Today's Papers

The Chicken Flew

USA Today

leads with the decision by Ted Kaczynski’s lawyers to abandon a mental defect defense. The New York Times and the Los Angeles Times lead with the decision by international bankers to allow South Korea to delay debt repayments. The Washington Post goes with a guilty plea by the world’s largest poultry company, Tyson Foods, in a political corruption case.

The USAT lead also reports on revelations that the Department of Justice turned down Kaczynski’s offer to plead guilty in return for a sentence of life in prison, referring only to “published accounts.” The paper should have given credit to the NYT, which broke the story yesterday. The WP does give that credit in its Kaczynski story, carried inside today, but not until the sixth paragraph. C’mon people! Admit it up front: Sometimes other papers get there first.

The Post story quotes a Kaczynski family lawyer asking what purpose going for the death penalty serves “except to punish [brother] David for the rest of his life.” The WP also runs an editorial questioning the DOJ stance, as does the NYT. On the other hand, today’s Richard Cohen column in the Post quotes badly injured Unabomber victim David Gerlernter saying, “I would sentence him to death….If someone handed me a gun or showed me the switch on the chair,…I would kill him myself.”

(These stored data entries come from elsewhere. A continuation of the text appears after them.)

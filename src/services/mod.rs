//! Edges of the engine: configuration and the watcher bridge.

pub mod config;
pub mod watcher;

pub use config::{load_config, ConfigError, WorkspaceConfig};
pub use watcher::mutation_events;
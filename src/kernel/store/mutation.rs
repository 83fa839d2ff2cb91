use crate::kernel::state::DerivedViews;
use crate::kernel::{Effect, MutationEvent};

impl super::Store {
    /// Fans one mutation out to history, collection, selection and the
    /// expanded/pinned sets. Every view is derived from the same pre-event
    /// state and committed together.
    pub(super) fn reduce_mutation(&mut self, event: MutationEvent) -> super::DispatchResult {
        let before = &self.state;
        let next = match &event {
            MutationEvent::Created { parent_path, entry } => DerivedViews {
                history: before.history.clone(),
                collection: before.collection.on_created(entry),
                selection: before.selection.clone(),
                expanded: before.expanded.insert(parent_path),
                pinned: before.pinned.clone(),
            },
            MutationEvent::Deleted { paths } => DerivedViews {
                history: before.history.remove_paths(paths.as_slice()),
                collection: before.collection.on_deleted(paths.as_slice()),
                selection: before.selection.purge(paths.as_slice()),
                expanded: before.expanded.remove_under(paths.as_slice()),
                pinned: before.pinned.remove_under(paths.as_slice()),
            },
            MutationEvent::Renamed {
                old_path,
                new_path,
                is_directory,
                ..
            } => DerivedViews {
                history: rewrite_history(before, old_path, new_path, *is_directory),
                collection: before.collection.on_renamed(old_path, new_path),
                selection: before.selection.purge(&[old_path]),
                expanded: rewrite_dirs(&before.expanded, old_path, new_path, *is_directory),
                pinned: rewrite_dirs(&before.pinned, old_path, new_path, *is_directory),
            },
            MutationEvent::Moved {
                source_path,
                destination_dir_path,
                new_path,
                is_directory,
            } => {
                let expanded =
                    rewrite_dirs(&before.expanded, source_path, new_path, *is_directory);
                DerivedViews {
                    history: rewrite_history(before, source_path, new_path, *is_directory),
                    collection: before.collection.on_moved(source_path, new_path),
                    selection: before.selection.purge(&[source_path]),
                    expanded: expanded.insert(destination_dir_path),
                    pinned: rewrite_dirs(&before.pinned, source_path, new_path, *is_directory),
                }
            }
        };

        let state_changed = self.state.apply_views(next);
        if state_changed {
            tracing::debug!(
                kind = event.kind(),
                history_len = self.state.history.len(),
                history_index = ?self.state.history.index(),
                collection = ?self.state.collection.current_path(),
                "mutation applied"
            );
        } else {
            tracing::trace!(kind = event.kind(), "mutation did not touch any view");
        }

        super::DispatchResult {
            effects: vec![Effect::RescanTree],
            state_changed,
        }
    }
}

fn rewrite_history(
    before: &crate::kernel::WorkspaceState,
    old_path: &str,
    new_path: &str,
    is_directory: bool,
) -> crate::models::HistoryState {
    if is_directory {
        before.history.replace_prefix(old_path, new_path)
    } else {
        before.history.replace_path(old_path, new_path)
    }
}

fn rewrite_dirs(
    dirs: &crate::models::DirectorySet,
    old_path: &str,
    new_path: &str,
    is_directory: bool,
) -> crate::models::DirectorySet {
    if is_directory {
        dirs.rewrite_prefix(old_path, new_path)
    } else {
        dirs.clone()
    }
}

The WP’s Tyson story reports that the company pleaded guilty to giving former agriculture secretary Mike Espy $12,000 in illegal gratuities and consented to pay $6 million in fines and costs. The gifts were given to Espy while his department was considering poultry-related actions that portended millions of dollars in extra costs to the company. The NYT runs an AP account of the matter on p.11.

The Post reports that as part of the deal, company chairman Don Tyson and his son John were granted immunity from prosecution. The Post doesn’t make the point, but this is all too typical: Something abstract called the “corporation” is fined while the actual executives (think what that word means: people who get things done) go merrily along.

“Today’s Papers” received a number of sage emails from readers pointing out an oops in yesterday’s column: California’s gun control climate wasn’t affected by the Brady bill because it already had in place a much stricter waiting-and-checking statute covering handgun purchases. Still, that waiting period was increased in recent years to its current 15 days and it would be worthwhile for papers like the LAT to study and report on its relationship to the homicide decrease in L.A.

In anticipation of congressional debate on the topic early next year, the Wall Street Journal serves up a primer on the marriage tax penalty–when married people end up paying more in taxes than they would if they each were single. The Journal explains that it’s actually a fairly nuanced topic. For one thing, more married couples enjoy a marriage bonus than suffer a marriage penalty (51 percent to 42 percent). For another, it’s hard to make any changes that don’t create a huge drop in revenues and/or even worse inequities: for instance, eliminating the marriage penalty straight-out would simply lower the tax rates on most wealthier households.

The Journal quotes an academic who says that while not a primary factor in deciding to get married, “A $500 increase in taxes decreases the probability of marriage by 1% or 2%,” and quotes one woman who says she’s just living with her boyfriend despite their desire to marry because she doesn’t want to give the IRS an additional $3,700. On the one hand, folks like this are thinking too much–isn’t marriage to the right person worth $3,700?–and on the other, they’re not thinking enough. The odds are very good that if that woman and her beau got married, they would buy a house together and have at least one kid, thereby putting a huge dent in their tax bill.